| Try it |
Each record must be output exactly and in full.

[Collected data]
⟨
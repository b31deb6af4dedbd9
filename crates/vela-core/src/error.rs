//! # Error Types
//!
//! Domain-specific error types for vela-core.
//!
//! ## Error Hierarchy
//! ```text
//! ┌─────────────────────────────────────────────────────────────────────────┐
//! │                         Error Types                                     │
//! │                                                                         │
//! │  vela-core errors (this file)                                          │
//! │  ├── CoreError        - Discount/quantity rule violations              │
//! │  └── ValidationError  - Field-level validation failures                │
//! │                                                                         │
//! │  vela-sales errors (separate crate)                                    │
//! │  ├── RepositoryError  - Storage collaborator failures                  │
//! │  └── SalesError       - What command-service callers see               │
//! │                                                                         │
//! │  Flow: ValidationError → CoreError → SalesError → Caller               │
//! └─────────────────────────────────────────────────────────────────────────┘
//! ```
//!
//! ## Design Principles
//! 1. Use `thiserror` for derive macros (not manual impl)
//! 2. Include context in error messages (quantity, field, etc.)
//! 3. Errors are enum variants, never String
//! 4. Each error variant maps to a user-facing message

use thiserror::Error;

// =============================================================================
// Core Error
// =============================================================================

/// Core business rule errors.
///
/// These represent violations of the discount-tier rules. They are fatal to
/// the command in flight: an aggregate is never persisted in a state that
/// produced one of these.
#[derive(Debug, Error)]
pub enum CoreError {
    /// Quantity is outside the hard sale-line range [1, 20].
    ///
    /// ## When This Occurs
    /// - A caller requests more than 20 units of one product
    /// - Zero or negative quantity reaches the aggregate
    #[error("Invalid quantity {quantity}: must be between {min} and {max}", min = crate::MIN_ITEM_QUANTITY, max = crate::MAX_ITEM_QUANTITY)]
    InvalidQuantity { quantity: i64 },

    /// A non-zero discount was applied to a quantity below the first tier.
    ///
    /// Quantities 1-3 must never carry a discount.
    #[error("Quantity {quantity} does not qualify for a discount (got {discount}%)")]
    DiscountNotAllowed { quantity: i64, discount: u32 },

    /// A stored discount percentage diverges from the tier its quantity
    /// implies. Catches drift between stored and derivable values.
    #[error("Discount {actual}% does not match the {expected}% tier for quantity {quantity}")]
    DiscountMismatch {
        quantity: i64,
        expected: u32,
        actual: u32,
    },

    /// Validation error (wraps ValidationError).
    #[error("Validation error: {0}")]
    Validation(#[from] ValidationError),
}

// =============================================================================
// Validation Error
// =============================================================================

/// Field-level validation errors.
///
/// These occur when input doesn't meet requirements. Used for early
/// validation before business logic runs.
#[derive(Debug, Error)]
pub enum ValidationError {
    /// A required field is missing or empty.
    #[error("{field} is required")]
    Required { field: String },

    /// Field value is too long.
    #[error("{field} must be at most {max} characters")]
    TooLong { field: String, max: usize },

    /// Numeric value is out of range.
    #[error("{field} must be between {min} and {max}")]
    OutOfRange { field: String, min: i64, max: i64 },

    /// Value must be positive.
    #[error("{field} must be positive")]
    MustBePositive { field: String },

    /// Invalid format (e.g., invalid UUID).
    #[error("{field} has invalid format: {reason}")]
    InvalidFormat { field: String, reason: String },

    /// A date that must not lie in the future does.
    #[error("{field} must not be in the future")]
    InFuture { field: String },

    /// Two dates are in the wrong order (e.g. cancelled before created).
    #[error("{field} must be after {other}")]
    OutOfOrder { field: String, other: String },
}

// =============================================================================
// Result Type Alias
// =============================================================================

/// Convenience type alias for Results with CoreError.
pub type CoreResult<T> = Result<T, CoreError>;

// =============================================================================
// Unit Tests
// =============================================================================

#[cfg(test)]
mod tests {
    use super::*;

    #[test]
    fn test_error_messages() {
        let err = CoreError::InvalidQuantity { quantity: 25 };
        assert_eq!(
            err.to_string(),
            "Invalid quantity 25: must be between 1 and 20"
        );

        let err = CoreError::DiscountMismatch {
            quantity: 5,
            expected: 10,
            actual: 0,
        };
        assert_eq!(
            err.to_string(),
            "Discount 0% does not match the 10% tier for quantity 5"
        );
    }

    #[test]
    fn test_validation_error_messages() {
        let err = ValidationError::Required {
            field: "branch_id".to_string(),
        };
        assert_eq!(err.to_string(), "branch_id is required");

        let err = ValidationError::InFuture {
            field: "sale_date".to_string(),
        };
        assert_eq!(err.to_string(), "sale_date must not be in the future");
    }

    #[test]
    fn test_validation_converts_to_core_error() {
        let validation_err = ValidationError::MustBePositive {
            field: "unit_price".to_string(),
        };
        let core_err: CoreError = validation_err.into();
        assert!(matches!(core_err, CoreError::Validation(_)));
    }
}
⟩
| Exercise solution |
repository b31deb6af4dedbd9
filename crates/vela-core/src/error.rs
//! # Error Types
//!
//! Domain-specific error types for vela-core.
//!
//! ## Error Hierarchy
//! ```text
//! ┌─────────────────────────────────────────────────────────────────────────┐
//! │                         Error Types                                     │
//! │                                                                         │
//! │  vela-core errors (this file)                                          │
//! │  ├── CoreError        - Discount/quantity rule violations              │
//! │  └── ValidationError  - Field-level validation failures                │
//! │                                                                         │
//! │  vela-sales errors (separate crate)                                    │
//! │  ├── RepositoryError  - Storage collaborator failures                  │
//! │  └── SalesError       - What command-service callers see               │
//! │                                                                         │
//! │  Flow: ValidationError → CoreError → SalesError → Caller               │
//! └─────────────────────────────────────────────────────────────────────────┘
//! ```
//!
//! ## Design Principles
//! 1. Use `thiserror` for derive macros (not manual impl)
//! 2. Include context in error messages (quantity, field, etc.)
//! 3. Errors are enum variants, never String
//! 4. Each error variant maps to a user-facing message

use thiserror::Error;

// =============================================================================
// Core Error
// =============================================================================

/// Core business rule errors.
///
/// These represent violations of the discount-tier rules. They are fatal to
/// the command in flight: an aggregate is never persisted in a state that
/// produced one of these.
#[derive(Debug, Error)]
pub enum CoreError {
    /// Quantity is outside the hard sale-line range [1, 20].
    ///
    /// ## When This Occurs
    /// - A caller requests more than 20 units of one product
    /// - Zero or negative quantity reaches the aggregate
    #[error("Invalid quantity {quantity}: must be between {min} and {max}", min = crate::MIN_ITEM_QUANTITY, max = crate::MAX_ITEM_QUANTITY)]
    InvalidQuantity { quantity: i64 },

    /// A non-zero discount was applied to a quantity below the first tier.
    ///
    /// Quantities 1-3 must never carry a discount.
    #[error("Quantity {quantity} does not qualify for a discount (got {discount}%)")]
    DiscountNotAllowed { quantity: i64, discount: u32 },

    /// A stored discount percentage diverges from the tier its quantity
    /// implies. Catches drift between stored and derivable values.
    #[error("Discount {actual}% does not match the {expected}% tier for quantity {quantity}")]
    DiscountMismatch {
        quantity: i64,
        expected: u32,
        actual: u32,
    },

    /// Validation error (wraps ValidationError).
    #[error("Validation error: {0}")]
    Validation(#[from] ValidationError),
}

// =============================================================================
// Validation Error
// =============================================================================

/// Field-level validation errors.
///
/// These occur when input doesn't meet requirements. Used for early
/// validation before business logic runs.
#[derive(Debug, Error)]
pub enum ValidationError {
    /// A required field is missing or empty.
    #[error("{field} is required")]
    Required { field: String },

    /// Field value is too long.
    #[error("{field} must be at most {max} characters")]
    TooLong { field: String, max: usize },

    /// Numeric value is out of range.
    #[error("{field} must be between {min} and {max}")]
    OutOfRange { field: String, min: i64, max: i64 },

    /// Value must be positive.
    #[error("{field} must be positive")]
    MustBePositive { field: String },

    /// Invalid format (e.g., invalid UUID).
    #[error("{field} has invalid format: {reason}")]
    InvalidFormat { field: String, reason: String },

    /// A date that must not lie in the future does.
    #[error("{field} must not be in the future")]
    InFuture { field: String },

    /// Two dates are in the wrong order (e.g. cancelled before created).
    #[error("{field} must be after {other}")]
    OutOfOrder { field: String, other: String },
}

// =============================================================================
// Result Type Alias
// =============================================================================

/// Convenience type alias for Results with CoreError.
pub type CoreResult<T> = Result<T, CoreError>;

// =============================================================================
// Unit Tests
// =============================================================================

#[cfg(test)]
mod tests {
    use super::*;

    #[test]
    fn test_error_messages() {
        let err = CoreError::InvalidQuantity { quantity: 25 };
        assert_eq!(
            err.to_string(),
            "Invalid quantity 25: must be between 1 and 20"
        );

        let err = CoreError::DiscountMismatch {
            quantity: 5,
            expected: 10,
            actual: 0,
        };
        assert_eq!(
            err.to_string(),
            "Discount 0% does not match the 10% tier for quantity 5"
        );
    }

    #[test]
    fn test_validation_error_messages() {
        let err = ValidationError::Required {
            field: "branch_id".to_string(),
        };
        assert_eq!(err.to_string(), "branch_id is required");

        let err = ValidationError::InFuture {
            field: "sale_date".to_string(),
        };
        assert_eq!(err.to_string(), "sale_date must not be in the future");
    }

    #[test]
    fn test_validation_converts_to_core_error() {
        let validation_err = ValidationError::MustBePositive {
            field: "unit_price".to_string(),
        };
        let core_err: CoreError = validation_err.into();
        assert!(matches!(core_err, CoreError::Validation(_)));
    }
}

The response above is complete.